164 Discovery of a new role of human resistin in hepatocyte low-density lipoprotein (LDL) receptor suppression mediated by PCSK9

Abstract

Serum levels of the adipose tissue adipokine, resistin, are increased in human obesity and are positively correlated with atherosclerotic cardiovascular disease (ASCVD). However, the function of resistin in humans has been enigmatic. In this study, we wished to determine if human resistin plays a role in regulating the uptake of atherogenic low-density lipoproteins (LDL) in human hepatocytes.
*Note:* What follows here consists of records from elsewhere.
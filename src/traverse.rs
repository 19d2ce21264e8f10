//! Walking the tree.
//!
//! Every traversal is driven by [`Traverse`], an iterator that keeps its
//! pending work in an explicit stack (depth first) or queue (breadth first)
//! instead of on the call stack, so walking a badly unbalanced tree can't
//! overflow. The callback flavoured methods on [`Tree`] are thin wrappers
//! around it.

use std::collections::VecDeque;
use std::iter::FusedIterator;

use crate::error::{Error, Result};
use crate::node::{Link, Node};
use crate::tree::Tree;

/// The order in which a traversal visits nodes.
#[derive(Clone, Copy, Debug, PartialEq, Eq, Hash)]
pub enum Order {
    /// Node, then left subtree, then right subtree.
    Pre,
    /// Left subtree, then node, then right subtree. Yields ascending values.
    In,
    /// Left subtree, then right subtree, then node.
    Post,
    /// Breadth first, level by level, left to right.
    Level,
}

/// A one-shot walk over a subtree. Created by [`Tree::traverse`],
/// [`Tree::iter`] and [`Node::traverse`].
#[derive(Debug)]
pub struct Traverse<'a, T> {
    order: Order,
    pending: VecDeque<Step<'a, T>>,
}

/// Work still to be done by a [`Traverse`].
#[derive(Debug)]
enum Step<'a, T> {
    /// The whole subtree rooted here hasn't been looked at yet.
    Expand(&'a Node<T>),
    /// The node itself is due to be yielded.
    Yield(&'a Node<T>),
}

impl<'a, T> Traverse<'a, T> {
    pub(crate) fn new(start: Option<&'a Node<T>>, order: Order) -> Self {
        Self {
            order,
            pending: start.map(Step::Expand).into_iter().collect(),
        }
    }

    /// Pushes the children of `node` as unexpanded subtrees. Depth first
    /// orders use `pending` as a stack so `right` goes in first to come out
    /// last.
    fn push_children(&mut self, node: &'a Node<T>) {
        if self.order == Order::Level {
            self.pending.extend(node.left().map(Step::Expand));
            self.pending.extend(node.right().map(Step::Expand));
        } else {
            self.pending.extend(node.right().map(Step::Expand));
            self.pending.extend(node.left().map(Step::Expand));
        }
    }
}

impl<'a, T> Iterator for Traverse<'a, T> {
    type Item = &'a Node<T>;

    fn next(&mut self) -> Option<Self::Item> {
        loop {
            let step = match self.order {
                Order::Level => self.pending.pop_front()?,
                Order::Pre | Order::In | Order::Post => self.pending.pop_back()?,
            };
            let node = match step {
                Step::Yield(node) => return Some(node),
                Step::Expand(node) => node,
            };

            // Whatever is pushed last is popped first.
            match self.order {
                Order::Pre | Order::Level => {
                    self.push_children(node);
                    return Some(node);
                }
                Order::In => {
                    self.pending.extend(node.right().map(Step::Expand));
                    self.pending.push_back(Step::Yield(node));
                    self.pending.extend(node.left().map(Step::Expand));
                }
                Order::Post => {
                    self.pending.push_back(Step::Yield(node));
                    self.push_children(node);
                }
            }
        }
    }
}

impl<T> FusedIterator for Traverse<'_, T> {}

/// Consumes a [`Tree`], yielding its values in ascending order.
#[derive(Debug)]
pub struct IntoIter<T> {
    /// Nodes whose value and right subtree are still to come. Their left
    /// subtrees have already been moved onto the stack above them.
    stack: Vec<Box<Node<T>>>,
    remaining: usize,
}

impl<T> IntoIter<T> {
    pub(crate) fn new(root: Link<T>, len: usize) -> Self {
        let mut iter = Self {
            stack: Vec::new(),
            remaining: len,
        };
        iter.push_left_spine(root);
        iter
    }

    fn push_left_spine(&mut self, mut link: Link<T>) {
        while let Some(mut node) = link {
            link = node.left.take();
            self.stack.push(node);
        }
    }
}

impl<T> Iterator for IntoIter<T> {
    type Item = T;

    fn next(&mut self) -> Option<T> {
        let node = self.stack.pop()?;
        let Node { data, right, .. } = *node;
        self.push_left_spine(right);
        self.remaining = self.remaining.saturating_sub(1);
        Some(data)
    }

    fn size_hint(&self) -> (usize, Option<usize>) {
        (self.remaining, Some(self.remaining))
    }
}

impl<T> ExactSizeIterator for IntoIter<T> {}
impl<T> FusedIterator for IntoIter<T> {}

impl<T> Drop for IntoIter<T> {
    // Drain what's left one node at a time instead of letting each box drop
    // its whole subtree recursively.
    fn drop(&mut self) {
        for _ in self.by_ref() {}
    }
}

/// A traversal visitor. `None` is rejected with [`Error::InvalidArgument`].
pub type Visitor<'v, T> = Option<&'v mut dyn FnMut(&Node<T>)>;

impl<T> Tree<T> {
    /// Lazily walks the whole tree in the given order.
    ///
    /// # Examples
    ///
    /// ```
    /// use balanced_bst::{Order, Tree};
    ///
    /// let tree = Tree::build(vec![1, 2, 3]);
    /// let levels: Vec<_> = tree.traverse(Order::Level).map(|n| *n.data()).collect();
    ///
    /// assert_eq!(levels, [2, 1, 3]);
    /// ```
    pub fn traverse(&self, order: Order) -> Traverse<'_, T> {
        Traverse::new(self.root(), order)
    }

    /// Lazily walks the tree in order, i.e. in ascending order of values.
    pub fn iter(&self) -> Traverse<'_, T> {
        self.traverse(Order::In)
    }

    /// The values of the tree in ascending order.
    pub fn values(&self) -> impl Iterator<Item = &T> + '_ {
        self.iter().map(Node::data)
    }

    /// Calls `visit` on every node, each node before its subtrees.
    ///
    /// # Errors
    ///
    /// [`Error::InvalidArgument`] if `visit` is `None`.
    pub fn pre_order(&self, visit: Visitor<'_, T>) -> Result<()> {
        walk("pre_order", self.root(), Order::Pre, visit)
    }

    /// Like [`pre_order`][Self::pre_order] but only over the subtree rooted
    /// at `start`. An absent `start` visits nothing.
    ///
    /// # Errors
    ///
    /// [`Error::InvalidArgument`] if `visit` is `None`.
    pub fn pre_order_from(&self, start: Option<&Node<T>>, visit: Visitor<'_, T>) -> Result<()> {
        walk("pre_order", start, Order::Pre, visit)
    }

    /// Calls `visit` on every node in ascending order of values.
    ///
    /// # Errors
    ///
    /// [`Error::InvalidArgument`] if `visit` is `None`.
    ///
    /// # Examples
    ///
    /// ```
    /// use balanced_bst::{Error, Node, Tree};
    ///
    /// let tree = Tree::build(vec![3, 1, 2]);
    ///
    /// let mut seen = Vec::new();
    /// tree.in_order(Some(&mut |node: &Node<i32>| seen.push(*node.data())))
    ///     .unwrap();
    /// assert_eq!(seen, [1, 2, 3]);
    ///
    /// assert_eq!(tree.in_order(None), Err(Error::InvalidArgument("in_order")));
    /// ```
    pub fn in_order(&self, visit: Visitor<'_, T>) -> Result<()> {
        walk("in_order", self.root(), Order::In, visit)
    }

    /// Like [`in_order`][Self::in_order] but only over the subtree rooted at
    /// `start`. An absent `start` visits nothing.
    ///
    /// # Errors
    ///
    /// [`Error::InvalidArgument`] if `visit` is `None`.
    pub fn in_order_from(&self, start: Option<&Node<T>>, visit: Visitor<'_, T>) -> Result<()> {
        walk("in_order", start, Order::In, visit)
    }

    /// Calls `visit` on every node, each node after its subtrees.
    ///
    /// # Errors
    ///
    /// [`Error::InvalidArgument`] if `visit` is `None`.
    pub fn post_order(&self, visit: Visitor<'_, T>) -> Result<()> {
        walk("post_order", self.root(), Order::Post, visit)
    }

    /// Like [`post_order`][Self::post_order] but only over the subtree rooted
    /// at `start`. An absent `start` visits nothing.
    ///
    /// # Errors
    ///
    /// [`Error::InvalidArgument`] if `visit` is `None`.
    pub fn post_order_from(&self, start: Option<&Node<T>>, visit: Visitor<'_, T>) -> Result<()> {
        walk("post_order", start, Order::Post, visit)
    }

    /// Calls `visit` on every node breadth first, starting at the root and
    /// going left to right within a level. An empty tree visits nothing.
    ///
    /// # Errors
    ///
    /// [`Error::InvalidArgument`] if `visit` is `None`.
    pub fn level_order(&self, visit: Visitor<'_, T>) -> Result<()> {
        walk("level_order", self.root(), Order::Level, visit)
    }
}

fn walk<T>(
    name: &'static str,
    start: Option<&Node<T>>,
    order: Order,
    visit: Visitor<'_, T>,
) -> Result<()> {
    let visit = visit.ok_or(Error::InvalidArgument(name))?;
    Traverse::new(start, order).for_each(visit);
    Ok(())
}

impl<'a, T> IntoIterator for &'a Tree<T> {
    type Item = &'a T;
    type IntoIter = std::iter::Map<Traverse<'a, T>, fn(&'a Node<T>) -> &'a T>;

    fn into_iter(self) -> Self::IntoIter {
        let data: fn(&'a Node<T>) -> &'a T = Node::data;
        self.iter().map(data)
    }
}

impl<T> IntoIterator for Tree<T> {
    type Item = T;
    type IntoIter = IntoIter<T>;

    fn into_iter(mut self) -> IntoIter<T> {
        let len = self.len();
        IntoIter::new(self.take_root(), len)
    }
}
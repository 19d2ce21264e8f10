//! Builds a tree out of random numbers, knocks it off balance and rebalances
//! it, drawing it along the way.
//!
//! Run with `RUST_LOG=debug cargo run --example pretty_print` to see the
//! library's own diagnostics too.

use balanced_bst::{Order, Tree};
use rand::Rng;
use tracing_subscriber::EnvFilter;

/// `n` random numbers between 0 and 100, inclusive.
fn random_values(n: usize) -> Vec<u32> {
    let mut rng = rand::thread_rng();
    (0..n).map(|_| rng.gen_range(0..=100)).collect()
}

fn print_orders(tree: &Tree<u32>) {
    for order in [Order::Level, Order::Pre, Order::Post, Order::In] {
        let values: Vec<_> = tree.traverse(order).map(|node| node.data()).collect();
        println!("{order:?}: {values:?}");
    }
}

fn main() {
    tracing_subscriber::fmt()
        .with_env_filter(EnvFilter::from_default_env())
        .init();

    let mut tree = Tree::build(random_values(11));
    print!("{tree}");
    println!("balanced: {}", tree.is_balanced());
    print_orders(&tree);

    tree.extend([101, 150, 200, 250, 300]);
    println!();
    print!("{tree}");
    println!("balanced: {}", tree.is_balanced());

    tree.rebalance();
    println!();
    print!("{tree}");
    println!("balanced: {}", tree.is_balanced());
    print_orders(&tree);
}
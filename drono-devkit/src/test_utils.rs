/*!
Test Harness pour le kernel Drono

Câble un `Kernel` complet sur une `MockProbe`:
- abonnés d'enregistrement pour inspecter les événements du bus
- abonné défaillant pour vérifier le retrait automatique
- attente bornée des événements (compatible avec le temps simulé de tokio)
*/

use std::sync::atomic::{AtomicUsize, Ordering};
use std::sync::Arc;
use std::time::Duration;

use async_trait::async_trait;
use parking_lot::Mutex;

use drono_kernel::bus::{Subscriber, SubscriberHandle};
use drono_kernel::config::KernelConfig;
use drono_kernel::error::DeliveryError;
use drono_kernel::events::KernelEvent;
use drono_kernel::Kernel;

use crate::mock_probe::MockProbe;

/// Abonné qui garde tout ce qu'il reçoit.
pub struct RecordingSubscriber {
    name: String,
    events: Mutex<Vec<KernelEvent>>,
}

impl RecordingSubscriber {
    pub fn new(name: impl Into<String>) -> Arc<Self> {
        Arc::new(Self {
            name: name.into(),
            events: Mutex::new(Vec::new()),
        })
    }

    pub fn events(&self) -> Vec<KernelEvent> {
        self.events.lock().clone()
    }

    /// Événements dont le `type` vaut `kind`.
    pub fn of_kind(&self, kind: &str) -> Vec<KernelEvent> {
        self.events
            .lock()
            .iter()
            .filter(|e| e.kind() == kind)
            .cloned()
            .collect()
    }

    pub fn len(&self) -> usize {
        self.events.lock().len()
    }

    pub fn is_empty(&self) -> bool {
        self.events.lock().is_empty()
    }

    pub fn clear(&self) {
        self.events.lock().clear();
    }
}

#[async_trait]
impl Subscriber<KernelEvent> for RecordingSubscriber {
    fn name(&self) -> &str {
        &self.name
    }

    async fn deliver(&self, message: &KernelEvent) -> Result<(), DeliveryError> {
        self.events.lock().push(message.clone());
        Ok(())
    }
}

/// Abonné dont chaque livraison échoue.
#[derive(Default)]
pub struct FailingSubscriber {
    attempts: AtomicUsize,
}

impl FailingSubscriber {
    pub fn attempts(&self) -> usize {
        self.attempts.load(Ordering::SeqCst)
    }
}

#[async_trait]
impl Subscriber<KernelEvent> for FailingSubscriber {
    fn name(&self) -> &str {
        "failing"
    }

    async fn deliver(&self, _message: &KernelEvent) -> Result<(), DeliveryError> {
        self.attempts.fetch_add(1, Ordering::SeqCst);
        Err(DeliveryError::Disconnected)
    }
}

/// Kernel complet sur probe scriptée.
pub struct TestHarness {
    pub probe: Arc<MockProbe>,
    pub kernel: Kernel,
}

impl TestHarness {
    /// Config par défaut sans pacing sur le bus.
    pub fn new() -> Self {
        let mut cfg = KernelConfig::default();
        cfg.broadcast.pacing_ms = 0;
        Self::with_config(cfg)
    }

    pub fn with_config(cfg: KernelConfig) -> Self {
        env_logger::try_init().ok();

        let probe = Arc::new(MockProbe::new());
        let kernel = Kernel::build(&cfg, probe.clone(), probe.clone(), probe.clone());
        Self { probe, kernel }
    }

    /// Abonne un enregistreur à `channel`.
    pub fn record(&self, channel: &str) -> (SubscriberHandle, Arc<RecordingSubscriber>) {
        let recorder = RecordingSubscriber::new(format!("recorder:{}", channel));
        let handle = self.kernel.bus.subscribe(channel, recorder.clone());
        (handle, recorder)
    }

    /// Démarre le worker de la file du bus.
    pub fn start_bus(&self) {
        let _ = self.kernel.bus.spawn_worker();
    }

    /// Attend que `recorder` ait reçu au moins `count` événements du type `kind`.
    pub async fn wait_for(
        &self,
        recorder: &RecordingSubscriber,
        kind: &str,
        count: usize,
        within: Duration,
    ) -> Vec<KernelEvent> {
        let deadline = tokio::time::Instant::now() + within;
        loop {
            let seen = recorder.of_kind(kind);
            if seen.len() >= count || tokio::time::Instant::now() >= deadline {
                if seen.len() < count {
                    log::warn!("timed out waiting for {} x {} (got {})", count, kind, seen.len());
                }
                return seen;
            }
            tokio::time::sleep(Duration::from_millis(10)).await;
        }
    }
}

impl Default for TestHarness {
    fn default() -> Self {
        Self::new()
    }
}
Human hepatocytes (HepG2 and primary) were treated for 24 hours with: (1) purified human resistin at various concentrations, with and without lovastatin; and (2) obese human serum with elevated resistin levels or serum from which resistin was removed via antibody-immunoprecipitation. The effect of the treatments on cellular LDL receptor (LDLR) and PCSK9 mRNA and protein levels were determined via real-time PCR and Western blotting, respectively. Resistin, at physiological levels observed in human obesity, downregulated hepatocyte LDLR expression substantially by 40%. A key mechanism by which human resistin inhibited hepatocyte LDLR was via increased expression of the recently identified protease, PCSK9, which enhances intracellular LDLR lysosomal degradation. The quantitatively important role of human resistin in LDLR expression was demonstrated by antibody-immunoprecipitation removal of resistin in obese human serum, which decreased serum stimulation of LDLR markedly by 80%. Furthermore, resistin diminished statin-mediated upregulation of LDLR by 70%, implicating resistin in the relative ineffectiveness of statins in selective target populations. These results reveal for the first time that resistin is a highly attractive therapeutic target in ameliorating elevated serum LDL, and, thereby, ASCVD, in obese humans.